The installation steps as one code snippet:

pip install nvidia-pyindex
# for Pytorch:
pip install nvidia-dlprof[pytorch]
# for TensorFlow:
pip install nvidia-dlprof[tensorflow]
pip install nvidia-dlprofviewer

Usage#

Only profile for a short amount of time.

Profiling can create a lot of data and slow down training or inference. Hence, limit the profiling to a short amount of time. Run the profiler only for one epoch or a limited number of batches inside an epoch.

Depending on if you want to profile PyTorch or TensorFlow the required steps differ.

Profiling PyTorch scripts#

For Pytorch add the following code snippet to the script that should be profiled:

import nvidia_dlprof_pytorch_nvtx
nvidia_dlprof_pytorch_nvtx.init()
...
# put around your training/inference loop 
# or the part you want to profile
with torch.autograd.profiler.emit_nvtx():
   <training/inference loop>

This causes the corresponding modules to be imported and will profile anything under with torch.autograd.profiler.emit_nvtx(). It is also possible to have the with torch.autograd.profiler.emit_nvtx(): statement inside the training/inference loop and only use it for a limited number of batches.

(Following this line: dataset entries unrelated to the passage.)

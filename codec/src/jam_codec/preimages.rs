use jam_types::{Preimage, ReadError};

use crate::jam_codec::{decode_sized_bytes, encode_sized_bytes};
use crate::{BytesReader, Decode, Encode};

impl Encode for Preimage {
    fn encode_to(&self, into: &mut Vec<u8>) {
        self.requester.encode_to(into);
        encode_sized_bytes(&self.blob, into);
    }
}

impl Decode for Preimage {
    fn decode(reader: &mut BytesReader) -> Result<Self, ReadError> {
        Ok(Preimage {
            requester: u32::decode(reader)?,
            blob: decode_sized_bytes(reader)?,
        })
    }
}

#[cfg(test)]
mod tests {

    use super::*;

    #[test]
    fn preimage_round_trip() {
        let preimage = Preimage { requester: 42, blob: vec![1, 2, 3, 4, 5] };
        let encoded = preimage.encode();
        assert_eq!(encoded.len(), 4 + 4 + 5);
        let mut reader = BytesReader::new(&encoded);
        assert_eq!(Preimage::decode(&mut reader).unwrap(), preimage);
    }
}
mod decode;
mod encode;

pub use decode::{decode_compact, decode_var_octets};
pub use encode::{encode_compact, encode_var_octets};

Run your script by prepending dlprof --mode=pytorch:

dlprof --mode=pytorch [more dlprof args] <python pytorch script> [args to pytorch script]

Several *.sqlite and *.qdrep files will be created.

To show a textual report use:

dlprof --report

Profiling TensorFlow (TF) scripts#

For TensorFlow scripts just prepend dlprof when invoking your script:

# for TensorFlow 1.x
dlprof --mode=tensorflow1 <python tf script> [args to tf script]

# for TensorFlow 2.x
dlprof --mode=tensorflow2 <python tf script> [args to tf script]

Several *.sqlite and *.qdrep files will be created.

To show a textual report use:

dlprof --report

Passing options to Nvidia Nsight Systems (nsys)#

DLProf uses Nvidia Nsight Systems (nsys) for profiling.

You can add options to nsys via --nsys_opts flags:

dlprof --nsys_opts=<nsys options> ...

Troubleshooting#

Overwrite existing files#

DLProf does not override existing tracing files by default. Specify the flag --force=true to do so:

dlprof --mode=... --force=true ...

Nsight Systems (nsys) errors after profiling#

Errors of the following form from Nsight Systems can indicate that Nsight Systems is incompatible with the used CUDA version. DLProf installs its own version of Nsight Systems via the nvidia-nsys-cli package which is unrelated to Nsight Systems which comes from a possible different CUDA Toolkit version your application uses.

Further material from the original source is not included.